A well-crafted executive order could deliver significant relief to homeowners:
- Financial Relief: Increasing the SALT cap or introducing tax credits could save homeowners thousands of dollars annually, particularly in high-tax states or for low-income households.
- Economic Stimulus: Reducing the property tax burden would leave more disposable income for homeowners, boosting consumer spending and local economies.
- Equity for Seniors and Low-Income Households: Targeted credits could protect vulnerable populations, such as retirees or first-time buyers, from being priced out of their homes.
- Encouraging Homeownership: Lower effective tax burdens could make homeownership more accessible, supporting wealth-building for middle-class families.

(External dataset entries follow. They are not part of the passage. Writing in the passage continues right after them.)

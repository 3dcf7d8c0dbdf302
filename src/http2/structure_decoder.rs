//! Decodes fixed-size structures that may arrive split across inputs.
//!
//! When the whole structure is already in the input it is decoded in place.
//! Otherwise the available prefix is copied into a small inline buffer and
//! later calls top it up until the structure can be decoded from there.

use heapless::Vec;

use super::constants::FRAME_HEADER_SIZE;
use super::decode_buffer::DecodeBuffer;
use super::decode_status::DecodeStatus;
use super::structures::Http2Structure;
use crate::log::trace;

/// Largest structure this decoder can stage (the frame header).
const STAGING_CAPACITY: usize = FRAME_HEADER_SIZE;

#[derive(Debug, Default, Clone)]
pub struct StructureDecoder {
    staged: Vec<u8, STAGING_CAPACITY>,
}

impl StructureDecoder {
    pub fn new() -> Self {
        Self::default()
    }

    /// Bytes of a partial structure held so far.
    pub fn offset(&self) -> usize {
        self.staged.len()
    }

    fn stage(&mut self, db: &mut DecodeBuffer<'_>, count: usize) -> usize {
        let bytes = &db.cursor()[..count];
        if self.staged.extend_from_slice(bytes).is_err() {
            return 0;
        }
        db.advance_cursor(count);
        count
    }

    fn decode_staged<S: Http2Structure>(&self, out: &mut S) {
        *out = S::decode(&mut DecodeBuffer::new(&self.staged));
    }

    // -----------------------------------------------------------------------
    // Unbounded by a payload (frame headers)
    // -----------------------------------------------------------------------

    /// Returns true if `out` was decoded; false if more input is needed.
    pub fn start<S: Http2Structure>(&mut self, out: &mut S, db: &mut DecodeBuffer<'_>) -> bool {
        debug_assert!(S::ENCODED_SIZE <= STAGING_CAPACITY);
        if db.remaining() >= S::ENCODED_SIZE {
            *out = S::decode(db);
            return true;
        }
        self.staged.clear();
        let count = db.min_length_remaining(S::ENCODED_SIZE);
        self.stage(db, count);
        false
    }

    pub fn resume<S: Http2Structure>(&mut self, out: &mut S, db: &mut DecodeBuffer<'_>) -> bool {
        let Some(needed) = S::ENCODED_SIZE.checked_sub(self.offset()) else {
            return false;
        };
        let count = db.min_length_remaining(needed);
        self.stage(db, count);
        if count == needed {
            self.decode_staged(out);
            return true;
        }
        false
    }

    // -----------------------------------------------------------------------
    // Bounded by the remaining payload of the current frame
    // -----------------------------------------------------------------------

    /// `Done` when decoded, `InProgress` when the payload has more bytes to
    /// come, `Error` when the payload cannot hold the structure.
    pub fn start_in_payload<S: Http2Structure>(
        &mut self,
        out: &mut S,
        db: &mut DecodeBuffer<'_>,
        remaining_payload: &mut u32,
    ) -> DecodeStatus {
        let size = S::ENCODED_SIZE;
        if db.remaining() >= size && *remaining_payload as usize >= size {
            *out = S::decode(db);
            *remaining_payload -= size as u32;
            return DecodeStatus::Done;
        }
        self.staged.clear();
        let count = db.min_length_remaining(size.min(*remaining_payload as usize));
        *remaining_payload -= self.stage(db, count) as u32;
        trace!(
            "staged {count} of {size} structure bytes, {} payload left",
            *remaining_payload
        );
        if *remaining_payload > 0 && db.is_empty() {
            DecodeStatus::InProgress
        } else {
            DecodeStatus::Error
        }
    }

    /// Returns true if `out` was decoded.
    pub fn resume_in_payload<S: Http2Structure>(
        &mut self,
        out: &mut S,
        db: &mut DecodeBuffer<'_>,
        remaining_payload: &mut u32,
    ) -> bool {
        let Some(needed) = S::ENCODED_SIZE.checked_sub(self.offset()) else {
            return false;
        };
        let count = db.min_length_remaining(needed.min(*remaining_payload as usize));
        *remaining_payload -= self.stage(db, count) as u32;
        if count == needed {
            self.decode_staged(out);
            return true;
        }
        false
    }
}
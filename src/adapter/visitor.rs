use super::FramerError;
use crate::headers::HeadersHandler;
use crate::http2::{Http2ErrorCode, SettingsParameter};

/// Frame-level events delivered by [`DecoderAdapter`](super::DecoderAdapter).
///
/// Slices borrow the input passed to `process_input` and are only valid
/// during the call.
#[allow(unused_variables)]
pub trait FramerVisitor {
    /// Decoding failed. Called once; nothing follows until `reset`.
    fn on_error(&mut self, error: FramerError) {}

    /// Raw common header of every frame, before any validation.
    fn on_common_header(&mut self, stream_id: u32, length: u32, frame_type: u8, flags: u8) {}

    fn on_data_frame_header(&mut self, stream_id: u32, length: u32, fin: bool) {}
    fn on_stream_frame_data(&mut self, stream_id: u32, data: &[u8]) {}
    /// END_STREAM seen on a DATA frame or on a completed HEADERS block.
    fn on_stream_end(&mut self, stream_id: u32) {}
    /// `len` bytes of DATA padding, including the Pad Length field.
    fn on_stream_padding(&mut self, stream_id: u32, len: usize) {}

    /// A header block is starting on `stream_id`. Returns the handler that
    /// receives its fields; `None` stops decoding with
    /// [`FramerError::InternalFramerError`].
    fn on_header_frame_start(&mut self, stream_id: u32) -> Option<&mut dyn HeadersHandler> {
        self.headers_handler(stream_id)
    }

    /// Handler for the block in progress on `stream_id`, asked for again
    /// for each fragment of the block.
    fn headers_handler(&mut self, stream_id: u32) -> Option<&mut dyn HeadersHandler> {
        None
    }

    fn on_header_frame_end(&mut self, stream_id: u32) {}

    #[allow(clippy::too_many_arguments)]
    fn on_headers(
        &mut self,
        stream_id: u32,
        has_priority: bool,
        weight: u32,
        parent_stream_id: u32,
        exclusive: bool,
        fin: bool,
        end: bool,
    ) {
    }

    fn on_rst_stream(&mut self, stream_id: u32, error_code: Http2ErrorCode) {}

    fn on_settings(&mut self) {}
    fn on_setting(&mut self, id: SettingsParameter, value: u32) {}
    fn on_settings_end(&mut self) {}
    fn on_settings_ack(&mut self) {}

    fn on_ping(&mut self, unique_id: u64, is_ack: bool) {}

    fn on_go_away(&mut self, last_accepted_stream_id: u32, error_code: Http2ErrorCode) {}
    /// Opaque debug data of a GOAWAY; an empty slice marks the end.
    fn on_go_away_frame_data(&mut self, data: &[u8]) {}

    fn on_window_update(&mut self, stream_id: u32, delta: u32) {}

    fn on_push_promise(&mut self, stream_id: u32, promised_stream_id: u32, end: bool) {}

    fn on_continuation(&mut self, stream_id: u32, end: bool) {}

    /// Origin and Alt-Svc-Field-Value, uninterpreted.
    fn on_alt_svc(&mut self, stream_id: u32, origin: &[u8], value: &[u8]) {}

    fn on_priority(&mut self, stream_id: u32, parent_stream_id: u32, weight: u32, exclusive: bool) {}

    /// A frame of a type this crate does not decode. Returning false
    /// rejects it with [`FramerError::InvalidControlFrame`].
    fn on_unknown_frame(&mut self, stream_id: u32, frame_type: u8) -> bool {
        true
    }
}

/// Takes over frames of unknown type. When installed,
/// [`FramerVisitor::on_unknown_frame`] is not consulted.
pub trait ExtensionVisitor {
    /// Returns whether the payload should be forwarded.
    fn on_frame_header(&mut self, stream_id: u32, length: u32, frame_type: u8, flags: u8) -> bool;
    fn on_frame_payload(&mut self, data: &[u8]);
}
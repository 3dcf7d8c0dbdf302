//! The header table: static entries followed by a FIFO dynamic table
//! (RFC 7541 §2.3).

use alloc::collections::VecDeque;

use super::constants::{DEFAULT_HEADER_TABLE_SIZE_SETTING, STATIC_TABLE_SIZE};
use super::entry::{entry_size, EntryType, HpackEntry};
use super::static_table::{obtain_hpack_static_table, HpackStaticTable};

/// Static plus dynamic entries under one index space.
///
/// Index 1..=61 is the static table; 62 is the newest dynamic entry. Dynamic
/// indices shift on every insertion and eviction, so they are computed from
/// insertion counters on demand and never stored.
#[derive(Debug, Clone)]
pub struct HpackHeaderTable {
    static_table: &'static HpackStaticTable,
    /// Newest entry first.
    dynamic: VecDeque<HpackEntry<'static>>,
    settings_size_bound: usize,
    max_size: usize,
    size: usize,
    /// Insertions ever made, counting the static entries.
    total_insertions: usize,
}

impl Default for HpackHeaderTable {
    fn default() -> Self {
        Self::new()
    }
}

impl HpackHeaderTable {
    pub fn new() -> Self {
        let default_size = DEFAULT_HEADER_TABLE_SIZE_SETTING as usize;
        Self {
            static_table: obtain_hpack_static_table(),
            dynamic: VecDeque::new(),
            settings_size_bound: default_size,
            max_size: default_size,
            size: 0,
            total_insertions: STATIC_TABLE_SIZE,
        }
    }

    /// Upper bound on `max_size`, from SETTINGS_HEADER_TABLE_SIZE.
    pub fn settings_size_bound(&self) -> usize {
        self.settings_size_bound
    }

    /// Current limit on `size`, from the last table size update.
    pub fn max_size(&self) -> usize {
        self.max_size
    }

    /// Sum of the sizes of the dynamic entries.
    pub fn size(&self) -> usize {
        self.size
    }

    pub fn dynamic_entries(&self) -> impl Iterator<Item = &HpackEntry<'static>> {
        self.dynamic.iter()
    }

    pub fn get_by_index(&self, index: usize) -> Option<&HpackEntry<'static>> {
        match index {
            0 => None,
            1..=STATIC_TABLE_SIZE => self.static_table.entries().get(index - 1),
            _ => self.dynamic.get(index - STATIC_TABLE_SIZE - 1),
        }
    }

    /// The lowest-indexed entry with this name.
    pub fn get_by_name(&self, name: &[u8]) -> Option<&HpackEntry<'static>> {
        self.static_table
            .get_by_name(name)
            .or_else(|| self.dynamic.iter().find(|e| e.name() == name))
    }

    pub fn get_by_name_and_value(&self, name: &[u8], value: &[u8]) -> Option<&HpackEntry<'static>> {
        self.static_table
            .get_by_name_and_value(name, value)
            .or_else(|| {
                self.dynamic
                    .iter()
                    .find(|e| e.name() == name && e.value() == value)
            })
    }

    /// Wire index of `entry`; `None` for lookup entries.
    pub fn index_of(&self, entry: &HpackEntry<'_>) -> Option<usize> {
        match entry.entry_type() {
            EntryType::Static => Some(entry.insertion_index() + 1),
            EntryType::Dynamic => {
                Some(self.total_insertions - entry.insertion_index() + STATIC_TABLE_SIZE)
            }
            EntryType::Lookup => None,
        }
    }

    /// Applies a dynamic table size update, evicting to fit.
    pub fn set_max_size(&mut self, max_size: usize) {
        self.max_size = max_size;
        self.evict_to_fit(0);
    }

    /// Applies a new SETTINGS_HEADER_TABLE_SIZE; the table shrinks to it
    /// immediately and may grow back only to it.
    pub fn set_settings_header_table_size(&mut self, settings_size: usize) {
        self.settings_size_bound = settings_size;
        self.set_max_size(settings_size);
    }

    /// Inserts a copy of the pair, evicting older entries first. An entry
    /// larger than `max_size` empties the table and is not inserted.
    pub fn try_add_entry(&mut self, name: &[u8], value: &[u8]) -> Option<&HpackEntry<'static>> {
        let new_size = entry_size(name.len(), value.len());
        self.evict_to_fit(new_size);
        if new_size > self.max_size {
            debug_assert!(self.dynamic.is_empty());
            return None;
        }
        self.dynamic
            .push_front(HpackEntry::new_dynamic(name, value, self.total_insertions));
        self.total_insertions += 1;
        self.size += new_size;
        self.dynamic.front()
    }

    fn evict_to_fit(&mut self, incoming: usize) {
        while self.size + incoming > self.max_size {
            match self.dynamic.pop_back() {
                Some(oldest) => self.size -= oldest.size(),
                None => break,
            }
        }
    }
}

#[cfg(test)]
mod tests {
    use super::*;

    #[test]
    fn static_indices() {
        let table = HpackHeaderTable::new();
        assert!(table.get_by_index(0).is_none());
        let e = table.get_by_index(2).unwrap();
        assert_eq!((e.name(), e.value()), (&b":method"[..], &b"GET"[..]));
        assert_eq!(table.index_of(e), Some(2));
        assert!(table.get_by_index(62).is_none());
    }

    #[test]
    fn dynamic_indices_shift_on_insert() {
        let mut table = HpackHeaderTable::new();
        table.try_add_entry(b"a", b"1").unwrap();
        table.try_add_entry(b"b", b"2").unwrap();

        let newest = table.get_by_index(62).unwrap();
        assert_eq!(newest.name(), b"b");
        assert_eq!(table.index_of(newest), Some(62));
        let older = table.get_by_index(63).unwrap();
        assert_eq!(older.name(), b"a");
        assert_eq!(table.index_of(older), Some(63));
        assert_eq!(table.size(), 2 * 34);
    }

    #[test]
    fn index_of_lookup_is_none() {
        let table = HpackHeaderTable::new();
        assert_eq!(table.index_of(&HpackEntry::lookup(b"x", b"y")), None);
    }

    #[test]
    fn eviction_is_fifo() {
        let mut table = HpackHeaderTable::new();
        table.set_max_size(34 * 2);
        table.try_add_entry(b"a", b"1");
        table.try_add_entry(b"b", b"2");
        table.try_add_entry(b"c", b"3");
        let names: alloc::vec::Vec<_> = table.dynamic_entries().map(|e| e.name().to_vec()).collect();
        assert_eq!(names, [b"c".to_vec(), b"b".to_vec()]);
        assert_eq!(table.get_by_index(63).map(|e| e.name()), Some(&b"b"[..]));
    }

    #[test]
    fn oversized_entry_empties_table() {
        let mut table = HpackHeaderTable::new();
        table.set_max_size(40);
        table.try_add_entry(b"a", b"1").unwrap();
        assert!(table.try_add_entry(b"name", b"value-too-long").is_none());
        assert_eq!(table.size(), 0);
        assert!(table.dynamic_entries().next().is_none());
    }

    #[test]
    fn settings_bound_shrinks_table() {
        let mut table = HpackHeaderTable::new();
        table.try_add_entry(b"a", b"1");
        table.set_settings_header_table_size(10);
        assert_eq!(table.settings_size_bound(), 10);
        assert_eq!(table.max_size(), 10);
        assert_eq!(table.size(), 0);
    }

    #[test]
    fn lookups_prefer_static_then_newest() {
        let mut table = HpackHeaderTable::new();
        table.try_add_entry(b"x-a", b"old");
        table.try_add_entry(b"x-a", b"new");
        assert_eq!(table.get_by_name(b"x-a").unwrap().value(), b"new");
        let e = table.get_by_name_and_value(b"x-a", b"old").unwrap();
        assert_eq!(table.index_of(e), Some(63));
        assert!(table.get_by_name(b":path").unwrap().is_static());
    }
}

Challenges and Alternatives
Despite its potential, an executive order alone cannot fully eliminate property taxes, as they are fundamentally a state and local issue. Congressional action would be needed for permanent, structural changes, such as amending the TCJA or creating new tax credit programs. Additionally, states reliant on property tax revenue might resist federal incentives that reduce their fiscal autonomy.
As an alternative, the president could work with Congress to pass bipartisan legislation, such as the SALT Deduction Fairness Act, which has been proposed in various forms to raise or eliminate the SALT cap. Pairing this with expanded homeowner credits could achieve similar goals with greater legal and political stability.
Conclusion
A presidential executive order could provide meaningful relief from property taxes by increasing the SALT deduction cap and expanding federal tax credits for homeowners. While such an order would face legal, budgetary, and political hurdles, it could deliver immediate financial benefits to millions of Americans, particularly in high-tax states or among vulnerable populations. However, for lasting reform, collaboration with Congress and state governments would be essential. By leveraging federal tax policy creatively, the president could ease the burden of property taxes, promote economic equity, and support the American dream of homeownership.
*Note: This article assumes no specific knowledge of pending executive orders or legislation as of August 20, 2025, and is based on general tax policy principles and publicly available data.